Output exactly the lines from the line with "let s = String::deserialize(deserializer)?;" through the end of the records below. Include nothing else.

=== Section Start ===

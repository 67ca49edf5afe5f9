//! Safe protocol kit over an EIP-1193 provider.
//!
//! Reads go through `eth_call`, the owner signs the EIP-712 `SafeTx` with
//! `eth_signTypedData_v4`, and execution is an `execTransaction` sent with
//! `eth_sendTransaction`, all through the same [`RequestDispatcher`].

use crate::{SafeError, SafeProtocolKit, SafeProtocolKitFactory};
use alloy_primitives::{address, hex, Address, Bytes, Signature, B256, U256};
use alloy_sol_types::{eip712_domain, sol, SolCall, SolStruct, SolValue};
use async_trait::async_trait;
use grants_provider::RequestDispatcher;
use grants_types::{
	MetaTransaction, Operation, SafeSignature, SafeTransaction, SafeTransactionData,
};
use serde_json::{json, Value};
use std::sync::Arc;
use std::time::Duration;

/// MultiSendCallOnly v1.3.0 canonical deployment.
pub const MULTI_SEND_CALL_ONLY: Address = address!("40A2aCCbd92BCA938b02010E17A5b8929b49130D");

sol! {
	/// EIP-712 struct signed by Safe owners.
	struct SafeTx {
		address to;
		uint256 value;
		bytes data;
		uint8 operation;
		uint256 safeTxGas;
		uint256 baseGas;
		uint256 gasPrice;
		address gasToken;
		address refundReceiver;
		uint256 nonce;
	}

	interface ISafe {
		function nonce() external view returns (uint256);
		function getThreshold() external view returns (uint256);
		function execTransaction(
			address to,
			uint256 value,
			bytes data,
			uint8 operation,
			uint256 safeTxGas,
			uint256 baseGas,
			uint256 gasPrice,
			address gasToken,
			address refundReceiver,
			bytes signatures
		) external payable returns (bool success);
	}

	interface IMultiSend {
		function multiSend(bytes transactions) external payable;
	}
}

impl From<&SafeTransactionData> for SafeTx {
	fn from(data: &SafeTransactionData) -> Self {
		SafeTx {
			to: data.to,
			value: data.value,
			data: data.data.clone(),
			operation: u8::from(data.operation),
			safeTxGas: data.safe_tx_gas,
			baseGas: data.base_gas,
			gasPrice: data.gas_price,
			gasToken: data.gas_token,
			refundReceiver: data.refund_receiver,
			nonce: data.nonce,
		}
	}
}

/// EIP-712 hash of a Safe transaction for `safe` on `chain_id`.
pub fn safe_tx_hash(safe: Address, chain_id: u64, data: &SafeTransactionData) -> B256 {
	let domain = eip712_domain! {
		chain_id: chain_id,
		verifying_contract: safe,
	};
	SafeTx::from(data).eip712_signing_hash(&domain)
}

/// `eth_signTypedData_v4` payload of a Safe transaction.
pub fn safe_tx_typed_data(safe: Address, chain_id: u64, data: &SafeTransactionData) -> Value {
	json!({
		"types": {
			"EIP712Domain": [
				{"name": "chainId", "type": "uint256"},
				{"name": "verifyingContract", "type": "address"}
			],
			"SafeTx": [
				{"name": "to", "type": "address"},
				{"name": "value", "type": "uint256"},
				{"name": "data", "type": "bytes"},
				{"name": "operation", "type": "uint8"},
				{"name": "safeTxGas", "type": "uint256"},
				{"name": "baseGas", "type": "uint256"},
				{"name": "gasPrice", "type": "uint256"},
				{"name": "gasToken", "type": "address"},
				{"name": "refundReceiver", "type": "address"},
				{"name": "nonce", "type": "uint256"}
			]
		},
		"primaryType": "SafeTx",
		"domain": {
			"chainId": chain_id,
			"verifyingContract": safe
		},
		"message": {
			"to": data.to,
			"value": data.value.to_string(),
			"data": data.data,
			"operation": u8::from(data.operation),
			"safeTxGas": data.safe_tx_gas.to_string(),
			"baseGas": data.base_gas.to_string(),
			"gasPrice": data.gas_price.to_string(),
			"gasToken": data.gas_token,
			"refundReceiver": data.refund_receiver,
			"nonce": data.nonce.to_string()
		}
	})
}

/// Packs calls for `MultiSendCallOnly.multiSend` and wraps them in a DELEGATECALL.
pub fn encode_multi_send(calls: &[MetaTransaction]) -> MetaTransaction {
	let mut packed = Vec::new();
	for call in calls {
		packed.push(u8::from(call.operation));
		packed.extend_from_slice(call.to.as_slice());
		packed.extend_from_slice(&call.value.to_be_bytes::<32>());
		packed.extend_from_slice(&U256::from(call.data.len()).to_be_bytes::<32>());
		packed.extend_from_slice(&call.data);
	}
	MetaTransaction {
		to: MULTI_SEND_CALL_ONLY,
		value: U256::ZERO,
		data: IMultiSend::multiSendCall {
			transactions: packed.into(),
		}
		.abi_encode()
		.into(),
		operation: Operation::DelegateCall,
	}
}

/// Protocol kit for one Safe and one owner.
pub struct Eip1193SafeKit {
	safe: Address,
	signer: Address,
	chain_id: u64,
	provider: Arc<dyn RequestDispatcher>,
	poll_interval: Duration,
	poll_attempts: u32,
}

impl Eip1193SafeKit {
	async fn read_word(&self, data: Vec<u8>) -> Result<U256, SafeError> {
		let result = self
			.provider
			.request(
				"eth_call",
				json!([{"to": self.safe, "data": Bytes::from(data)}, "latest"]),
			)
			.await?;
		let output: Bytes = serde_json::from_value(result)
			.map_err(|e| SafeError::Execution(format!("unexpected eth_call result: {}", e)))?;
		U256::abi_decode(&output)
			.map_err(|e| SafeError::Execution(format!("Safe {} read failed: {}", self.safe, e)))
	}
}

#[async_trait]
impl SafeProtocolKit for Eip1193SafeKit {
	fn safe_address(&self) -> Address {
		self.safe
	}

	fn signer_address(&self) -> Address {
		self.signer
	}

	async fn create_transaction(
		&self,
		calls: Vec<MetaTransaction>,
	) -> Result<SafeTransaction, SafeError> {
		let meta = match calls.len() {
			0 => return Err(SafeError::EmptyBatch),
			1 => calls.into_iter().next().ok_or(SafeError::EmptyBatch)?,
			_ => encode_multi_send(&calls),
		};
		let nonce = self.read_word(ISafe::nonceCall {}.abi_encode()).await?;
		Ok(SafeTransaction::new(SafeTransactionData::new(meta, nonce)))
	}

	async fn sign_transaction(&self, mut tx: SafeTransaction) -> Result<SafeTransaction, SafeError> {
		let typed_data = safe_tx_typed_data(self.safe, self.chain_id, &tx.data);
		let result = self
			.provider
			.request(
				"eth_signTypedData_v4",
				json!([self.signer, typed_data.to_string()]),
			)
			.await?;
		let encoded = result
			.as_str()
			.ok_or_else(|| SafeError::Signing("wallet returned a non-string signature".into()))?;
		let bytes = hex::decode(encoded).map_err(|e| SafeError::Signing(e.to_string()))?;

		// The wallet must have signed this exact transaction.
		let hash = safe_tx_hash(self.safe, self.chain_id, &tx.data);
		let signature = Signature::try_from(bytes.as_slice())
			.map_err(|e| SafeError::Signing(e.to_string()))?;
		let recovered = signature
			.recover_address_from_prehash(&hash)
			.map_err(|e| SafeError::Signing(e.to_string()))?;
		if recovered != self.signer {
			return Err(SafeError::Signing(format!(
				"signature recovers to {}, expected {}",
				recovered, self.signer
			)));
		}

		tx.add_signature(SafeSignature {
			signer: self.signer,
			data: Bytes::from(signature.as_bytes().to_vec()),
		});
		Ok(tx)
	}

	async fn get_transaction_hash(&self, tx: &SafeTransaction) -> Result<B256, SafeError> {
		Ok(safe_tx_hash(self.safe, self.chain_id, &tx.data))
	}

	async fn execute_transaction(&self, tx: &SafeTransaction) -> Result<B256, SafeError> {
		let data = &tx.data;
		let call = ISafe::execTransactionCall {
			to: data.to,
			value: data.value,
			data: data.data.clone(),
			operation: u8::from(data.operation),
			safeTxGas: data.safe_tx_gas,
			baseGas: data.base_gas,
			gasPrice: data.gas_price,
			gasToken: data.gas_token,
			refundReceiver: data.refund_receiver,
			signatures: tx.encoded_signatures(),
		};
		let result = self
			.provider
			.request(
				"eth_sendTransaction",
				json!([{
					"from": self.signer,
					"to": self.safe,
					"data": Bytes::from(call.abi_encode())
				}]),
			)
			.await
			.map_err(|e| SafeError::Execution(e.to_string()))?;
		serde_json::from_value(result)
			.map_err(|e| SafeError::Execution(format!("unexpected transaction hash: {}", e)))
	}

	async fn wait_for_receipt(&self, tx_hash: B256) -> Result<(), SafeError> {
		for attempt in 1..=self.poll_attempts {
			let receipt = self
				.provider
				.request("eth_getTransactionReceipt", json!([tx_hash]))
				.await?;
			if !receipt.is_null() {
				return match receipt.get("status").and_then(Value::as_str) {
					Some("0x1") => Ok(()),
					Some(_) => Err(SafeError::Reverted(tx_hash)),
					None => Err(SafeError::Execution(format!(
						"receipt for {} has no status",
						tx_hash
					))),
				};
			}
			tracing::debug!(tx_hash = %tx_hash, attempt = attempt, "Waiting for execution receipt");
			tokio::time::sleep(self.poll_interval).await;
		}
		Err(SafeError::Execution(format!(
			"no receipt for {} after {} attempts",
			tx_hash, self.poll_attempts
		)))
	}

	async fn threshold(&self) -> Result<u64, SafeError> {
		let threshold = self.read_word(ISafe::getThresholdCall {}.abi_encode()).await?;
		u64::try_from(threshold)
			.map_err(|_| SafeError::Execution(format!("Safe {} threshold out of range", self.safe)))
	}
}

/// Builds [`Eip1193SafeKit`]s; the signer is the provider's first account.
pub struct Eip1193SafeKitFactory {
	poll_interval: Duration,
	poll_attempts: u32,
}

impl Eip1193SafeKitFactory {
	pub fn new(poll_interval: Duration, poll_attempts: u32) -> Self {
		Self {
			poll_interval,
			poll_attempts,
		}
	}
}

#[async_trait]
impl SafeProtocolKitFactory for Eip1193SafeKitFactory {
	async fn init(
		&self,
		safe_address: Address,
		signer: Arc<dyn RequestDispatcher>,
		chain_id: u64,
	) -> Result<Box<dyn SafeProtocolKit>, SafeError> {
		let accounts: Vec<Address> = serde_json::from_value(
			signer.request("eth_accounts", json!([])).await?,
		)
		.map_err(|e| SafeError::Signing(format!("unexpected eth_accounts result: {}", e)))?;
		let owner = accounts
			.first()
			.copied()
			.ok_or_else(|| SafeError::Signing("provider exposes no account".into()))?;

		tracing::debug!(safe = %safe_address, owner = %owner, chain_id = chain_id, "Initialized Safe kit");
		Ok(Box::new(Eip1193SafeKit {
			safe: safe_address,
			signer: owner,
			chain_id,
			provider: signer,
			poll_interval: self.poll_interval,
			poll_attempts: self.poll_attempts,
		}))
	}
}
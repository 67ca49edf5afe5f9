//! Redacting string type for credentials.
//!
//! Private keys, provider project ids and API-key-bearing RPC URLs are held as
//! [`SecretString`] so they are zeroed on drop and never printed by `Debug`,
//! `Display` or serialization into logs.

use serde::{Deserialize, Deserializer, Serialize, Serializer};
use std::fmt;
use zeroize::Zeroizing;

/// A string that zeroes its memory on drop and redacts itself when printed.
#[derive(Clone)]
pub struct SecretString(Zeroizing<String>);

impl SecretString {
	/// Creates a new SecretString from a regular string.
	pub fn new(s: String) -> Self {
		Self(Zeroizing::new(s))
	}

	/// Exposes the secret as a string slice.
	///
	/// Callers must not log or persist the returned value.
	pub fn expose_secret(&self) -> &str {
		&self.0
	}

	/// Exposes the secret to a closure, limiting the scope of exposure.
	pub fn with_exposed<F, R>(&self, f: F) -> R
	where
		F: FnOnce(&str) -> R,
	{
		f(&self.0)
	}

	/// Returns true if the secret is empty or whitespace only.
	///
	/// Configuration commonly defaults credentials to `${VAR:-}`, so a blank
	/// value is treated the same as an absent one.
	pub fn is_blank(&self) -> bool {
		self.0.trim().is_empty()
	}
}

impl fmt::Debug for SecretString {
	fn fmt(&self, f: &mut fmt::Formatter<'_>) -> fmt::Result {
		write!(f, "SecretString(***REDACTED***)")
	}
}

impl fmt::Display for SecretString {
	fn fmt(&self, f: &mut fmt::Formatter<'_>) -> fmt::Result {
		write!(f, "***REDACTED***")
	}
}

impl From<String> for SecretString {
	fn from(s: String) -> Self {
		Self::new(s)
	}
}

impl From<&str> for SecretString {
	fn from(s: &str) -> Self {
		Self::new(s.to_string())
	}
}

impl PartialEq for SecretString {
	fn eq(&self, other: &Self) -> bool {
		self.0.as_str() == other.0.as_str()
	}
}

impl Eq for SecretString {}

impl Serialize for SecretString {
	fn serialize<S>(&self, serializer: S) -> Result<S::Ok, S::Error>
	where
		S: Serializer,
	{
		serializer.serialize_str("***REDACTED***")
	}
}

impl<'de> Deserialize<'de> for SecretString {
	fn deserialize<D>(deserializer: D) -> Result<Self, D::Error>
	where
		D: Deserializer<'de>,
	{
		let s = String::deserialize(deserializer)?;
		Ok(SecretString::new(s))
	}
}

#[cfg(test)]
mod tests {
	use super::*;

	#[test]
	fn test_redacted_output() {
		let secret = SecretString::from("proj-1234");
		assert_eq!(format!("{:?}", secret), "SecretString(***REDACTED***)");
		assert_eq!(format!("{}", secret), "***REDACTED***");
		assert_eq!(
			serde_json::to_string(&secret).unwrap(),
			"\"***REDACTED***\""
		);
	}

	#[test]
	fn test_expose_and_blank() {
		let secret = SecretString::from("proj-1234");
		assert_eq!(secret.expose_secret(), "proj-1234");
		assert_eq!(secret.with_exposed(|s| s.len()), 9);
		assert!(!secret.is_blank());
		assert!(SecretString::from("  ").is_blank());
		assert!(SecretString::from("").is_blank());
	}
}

=== Section End ===

Written solution -
		let s = String::deserialize(deserializer)?;
		Ok(SecretString::new(s))
	}
}

#[cfg(test)]
mod tests {
	use super::*;

	#[test]
	fn test_redacted_output() {
		let secret = SecretString::from("proj-1234");
		assert_eq!(format!("{:?}", secret), "SecretString(***REDACTED***)");
		assert_eq!(format!("{}", secret), "***REDACTED***");
		assert_eq!(
			serde_json::to_string(&secret).unwrap(),
			"\"***REDACTED***\""
		);
	}

	#[test]
	fn test_expose_and_blank() {
		let secret = SecretString::from("proj-1234");
		assert_eq!(secret.expose_secret(), "proj-1234");
		assert_eq!(secret.with_exposed(|s| s.len()), 9);
		assert!(!secret.is_blank());
		assert!(SecretString::from("  ").is_blank());
		assert!(SecretString::from("").is_blank());
	}
}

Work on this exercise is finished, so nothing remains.